### What to work on
In the entries below, how many lines contain the string "teacher"? Give the number by itself.

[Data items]
[Start of section]

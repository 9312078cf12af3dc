//! Integration tests driving the crate exclusively through its public API
//! (`markdown_to_html`/`parse_document`/`format_document`). The block
//! builder and inline parser each carry their own focused unit tests
//! alongside the code they exercise; these check the pieces fit together
//! end to end, plus the renderer-facing `Options` knobs and safety
//! defaults.

use crate::{format_document, markdown_to_html, parse_document, Options};
use pretty_assertions::assert_eq;
use typed_arena::Arena;

fn html(src: &str) -> String {
    markdown_to_html(src, &Options::default())
}

#[test]
fn headings_paragraphs_and_blockquotes() {
    let src = "# Title\n\nSome *text* here.\n\n> A quote.\n";
    assert_eq!(
        html(src),
        concat!(
            "<h1>Title</h1>\n",
            "<p>Some <em>text</em> here.</p>\n",
            "<blockquote>\n<p>A quote.</p>\n</blockquote>\n",
        )
    );
}

#[test]
fn setext_heading() {
    assert_eq!(html("Title\n=====\n"), "<h1>Title</h1>\n");
    assert_eq!(html("Subtitle\n--------\n"), "<h2>Subtitle</h2>\n");
}

#[test]
fn thematic_break() {
    assert_eq!(html("---\n"), "<hr />\n");
    assert_eq!(html("a\n\n***\n\nb\n"), "<p>a</p>\n<hr />\n<p>b</p>\n");
}

#[test]
fn fenced_code_block_with_info_string() {
    assert_eq!(
        html("```rust\nfn main() {}\n```\n"),
        "<pre><code class=\"language-rust\">fn main() {}\n</code></pre>\n"
    );
}

#[test]
fn indented_code_block() {
    assert_eq!(html("    code\n    here\n"), "<pre><code>code\nhere\n</code></pre>\n");
}

#[test]
fn tight_and_loose_lists() {
    assert_eq!(
        html("- a\n- b\n- c\n"),
        "<ul>\n<li>a</li>\n<li>b</li>\n<li>c</li>\n</ul>\n"
    );
    assert_eq!(
        html("- a\n\n- b\n"),
        "<ul>\n<li>\n<p>a</p>\n</li>\n<li>\n<p>b</p>\n</li>\n</ul>\n"
    );
}

#[test]
fn ordered_list_with_start() {
    assert_eq!(
        html("3. a\n4. b\n"),
        "<ol start=\"3\">\n<li>a</li>\n<li>b</li>\n</ol>\n"
    );
}

#[test]
fn nested_blockquote_and_list() {
    let src = "> - a\n> - b\n";
    assert_eq!(
        html(src),
        "<blockquote>\n<ul>\n<li>a</li>\n<li>b</li>\n</ul>\n</blockquote>\n"
    );
}

#[test]
fn link_reference_definition_is_not_rendered_as_a_paragraph() {
    assert_eq!(html("[foo]: /url\n\n[foo]\n"), "<p><a href=\"/url\">foo</a></p>\n");
}

#[test]
fn html_block_passthrough_and_escaping() {
    let mut unsafe_opts = Options::default();
    unsafe_opts.unsafe_ = true;
    assert_eq!(
        markdown_to_html("<div>\n  hi\n</div>\n", &unsafe_opts),
        "<div>\n  hi\n</div>\n"
    );
    assert_eq!(html("<div>\n  hi\n</div>\n"), "<!-- raw HTML omitted -->\n");
}

#[test]
fn dangerous_link_destinations_are_stripped_by_default() {
    assert_eq!(
        html("[x](javascript:alert(1))\n"),
        "<p><a href=\"\">x</a></p>\n"
    );

    let mut unsafe_opts = Options::default();
    unsafe_opts.unsafe_ = true;
    assert_eq!(
        markdown_to_html("[x](javascript:alert(1))\n", &unsafe_opts),
        "<p><a href=\"javascript:alert(1)\">x</a></p>\n"
    );
}

#[test]
fn hardbreaks_option_upgrades_every_soft_break() {
    let mut opts = Options::default();
    opts.hardbreaks = true;
    assert_eq!(markdown_to_html("a\nb\n", &opts), "<p>a<br />\nb</p>\n");
}

#[test]
fn github_pre_lang_option_changes_fence_rendering() {
    let mut opts = Options::default();
    opts.github_pre_lang = true;
    assert_eq!(
        markdown_to_html("```rust\ncode\n```\n", &opts),
        "<pre lang=\"rust\"><code>code\n</code></pre>\n"
    );
}

#[test]
fn empty_document_renders_nothing() {
    assert_eq!(html(""), "");
    assert_eq!(html("\n"), "");
}

#[test]
fn whitespace_only_document_renders_nothing() {
    assert_eq!(html("   \n\t\n"), "");
}

#[test]
fn backslash_at_end_of_line_is_a_hard_break() {
    assert_eq!(html("line one\\\nline two\n"), "<p>line one<br />\nline two</p>\n");
}

#[test]
fn parse_document_tree_can_be_inspected_before_rendering() {
    use crate::NodeValue;

    let arena = Arena::new();
    let options = Options::default();
    let root = parse_document(&arena, "# Title\n\nBody text.\n", &options);

    let mut kinds = Vec::new();
    for child in root.children() {
        match child.data.borrow().value {
            NodeValue::Heading(_) => kinds.push("heading"),
            NodeValue::Paragraph => kinds.push("paragraph"),
            _ => kinds.push("other"),
        }
    }
    assert_eq!(kinds, vec!["heading", "paragraph"]);

    let mut output = String::new();
    format_document(root, &options, &mut output).unwrap();
    assert_eq!(output, "<h1>Title</h1>\n<p>Body text.</p>\n");
}

#[test]
fn lazy_continuation_of_a_blockquote_paragraph() {
    assert_eq!(
        html("> line one\nline two\n"),
        "<blockquote>\n<p>line one\nline two</p>\n</blockquote>\n"
    );
}

#[test]
fn interrupting_paragraph_with_a_heading() {
    assert_eq!(
        html("A paragraph\n# heading\n"),
        "<p>A paragraph</p>\n<h1>heading</h1>\n"
    );
}
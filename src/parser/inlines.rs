//! The inline parser (§4.5): walks a leaf block's raw text once, building a
//! flat run of text/code/break/autolink nodes plus a delimiter stack (for
//! `*`/`_` runs) and a bracket stack (for `[`/`![`). Two backtracking passes
//! resolve the recursive parts of the grammar afterward: "look for link or
//! image" (§6.3, triggered on `]`) and "process emphasis" (§6.5, the
//! delimiter-stack algorithm with its rule-of-3 `openers_bottom` cache).

use std::cell::RefCell;
use std::collections::HashMap;

use typed_arena::Arena;
use unicode_categories::UnicodeCategories;

use crate::character_set::character_set;
use crate::ctype::ispunct;
use crate::entity;
use crate::nodes::{Ast, AstNode, NodeCode, NodeLink, NodeValue};
use crate::parser::options::Options;
use crate::scanners;
use crate::strings;

use super::RefMap;

const SPECIAL_BYTES: [bool; 256] = character_set!(b"\n\\`&<*_[]!");

/// Parses every [`Paragraph`][NodeValue::Paragraph] and
/// [`Heading`][NodeValue::Heading] node's raw `content` into inline
/// children, then leaves `content` empty (the block builder's job with it is
/// done).
///
/// Targets are collected into a `Vec` up front rather than mutated while
/// `root.descendants()` is still live: that iterator reads sibling/child
/// pointers lazily as it walks, and appending a paragraph's own inline
/// children partway through a single pass over the whole tree would have it
/// (incorrectly) descend into them.
pub(crate) fn process_inlines<'a>(
    arena: &'a Arena<AstNode<'a>>,
    root: &'a AstNode<'a>,
    refmap: &RefMap,
    _options: &Options,
) {
    // Pure CommonMark's inline grammar has no renderer-configurable
    // behavior; `Options` only changes how the resulting tree is rendered.
    let targets: Vec<&'a AstNode<'a>> = root
        .descendants()
        .filter(|n| n.data.borrow().value.contains_inlines())
        .collect();

    for node in targets {
        let content = std::mem::take(&mut node.data.borrow_mut().content);
        let mut subject = Subject {
            arena,
            input: &content,
            pos: 0,
            refmap,
            delimiters: Vec::new(),
            brackets: Vec::new(),
        };
        subject.parse_into(node);
    }
}
//! The knobs this crate actually exposes.
//!
//! The teacher this crate is drawn from splits its options into an
//! `extension`/`parse`/`render` trio because most of its surface area is
//! optional GFM extensions. None of those extensions live here, so the
//! three-way split collapses: everything left is a renderer behavior, and
//! renderer behavior is all `Options` has.
//!
//! Parse-time constants (tab stop, max list nesting) are not configurable;
//! they're part of the algorithm, not the API. See [`crate::parser::TAB_STOP`]
//! and [`crate::parser::MAX_LIST_DEPTH`].

/// Render-time behavior. Constructed with [`Options::default`] and mutated
/// field-by-field; there is no builder, matching the teacher's plain-struct
/// `RenderOptions`.
#[derive(Default, Debug, Clone, Copy, PartialEq, Eq)]
pub struct Options {
    /// Render every soft line break as a hard line break (`<br />`).
    ///
    /// ```
    /// # use marktree::{markdown_to_html, Options};
    /// let mut options = Options::default();
    /// options.hardbreaks = true;
    /// assert_eq!(markdown_to_html("a\nb\n", &options), "<p>a<br />\nb</p>\n");
    /// ```
    pub hardbreaks: bool,

    /// Allow raw HTML and unsafe link destinations (`javascript:`, `data:`
    /// other than a safe image whitelist, etc.) through verbatim. When
    /// `false` (the default, matching `cmark`'s safe mode), raw HTML blocks
    /// and inline tags are escaped and dangerous URLs are replaced with the
    /// empty string.
    pub unsafe_: bool,

    /// Use `<pre lang="LANG">` with the info string's first token as a
    /// `lang` attribute instead of `<code class="language-LANG">`. Two
    /// legitimate renderer conventions for the same information; off by
    /// default to match the CommonMark reference form of
    /// `<pre><code class="language-LANG">`.
    pub github_pre_lang: bool,
}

[End of section]

### Answer for this exercise
2